- Your instructions:
Looking at the records below, state how many lines include the string "RefCell" and add nothing further.
(Data in this exercise Opens)
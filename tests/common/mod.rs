#![allow(dead_code)]

use robocycle::hal::Hal;
use robocycle::{Command, CommandError, InterruptionBehavior, Subsystem, SubsystemSet};
use std::cell::RefCell;
use std::rc::Rc;

pub type EventLog = Rc<RefCell<Vec<String>>>;

pub fn event_log() -> EventLog {
    Rc::new(RefCell::new(Vec::new()))
}

pub fn events(log: &EventLog) -> Vec<String> {
    log.borrow().clone()
}

/// Subsystem with no actuators that counts `periodic` calls and records the
/// snapshot sequence it observed.
pub struct Mechanism {
    name: &'static str,
    hal: Option<Hal>,
    pub periodic_calls: u32,
    pub seen_sequences: Vec<u64>,
}

impl Mechanism {
    pub fn new(name: &'static str) -> Self {
        Self {
            name,
            hal: None,
            periodic_calls: 0,
            seen_sequences: Vec::new(),
        }
    }

    pub fn watching(name: &'static str, hal: Hal) -> Self {
        Self {
            hal: Some(hal),
            ..Self::new(name)
        }
    }
}

impl Subsystem for Mechanism {
    fn name(&self) -> &'static str {
        self.name
    }

    fn periodic(&mut self) {
        self.periodic_calls += 1;
        if let Some(hal) = &self.hal {
            self.seen_sequences.push(hal.snapshot().sequence);
        }
    }
}

/// Command that writes every lifecycle call to a shared log.
pub struct Probe {
    label: &'static str,
    requirements: SubsystemSet,
    log: EventLog,
    behavior: InterruptionBehavior,
    finish_after: Option<u32>,
    fail_initialize: bool,
    fail_execute: bool,
    fail_end: bool,
    executes: u32,
}

impl Probe {
    pub fn new(label: &'static str, requirements: SubsystemSet, log: &EventLog) -> Self {
        Self {
            label,
            requirements,
            log: Rc::clone(log),
            behavior: InterruptionBehavior::CancelSelf,
            finish_after: None,
            fail_initialize: false,
            fail_execute: false,
            fail_end: false,
            executes: 0,
        }
    }

    pub fn finishing_after(mut self, executes: u32) -> Self {
        self.finish_after = Some(executes);
        self
    }

    pub fn cancel_incoming(mut self) -> Self {
        self.behavior = InterruptionBehavior::CancelIncoming;
        self
    }

    pub fn failing_initialize(mut self) -> Self {
        self.fail_initialize = true;
        self
    }

    pub fn failing_execute(mut self) -> Self {
        self.fail_execute = true;
        self
    }

    pub fn failing_end(mut self) -> Self {
        self.fail_end = true;
        self
    }

    fn note(&self, event: &str) {
        self.log.borrow_mut().push(format!("{} {}", self.label, event));
    }
}

impl Command for Probe {
    fn name(&self) -> &str {
        self.label
    }

    fn requirements(&self) -> SubsystemSet {
        self.requirements.clone()
    }

    fn interruption_behavior(&self) -> InterruptionBehavior {
        self.behavior
    }

    fn initialize(&mut self) -> Result<(), CommandError> {
        self.note("initialize");
        if self.fail_initialize {
            return Err(CommandError::Failed("initialize refused".into()));
        }
        Ok(())
    }

    fn execute(&mut self) -> Result<(), CommandError> {
        self.executes += 1;
        self.note("execute");
        if self.fail_execute {
            return Err(CommandError::Failed("execute refused".into()));
        }
        Ok(())
    }

    fn is_finished(&self) -> bool {
        self.finish_after.map_or(false, |n| self.executes >= n)
    }

    fn end(&mut self, interrupted: bool) -> Result<(), CommandError> {
        self.note(&format!("end({})", interrupted));
        if self.fail_end {
            return Err(CommandError::Failed("end refused".into()));
        }
        Ok(())
    }
}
(Data in this exercise Closes)
- Output:
3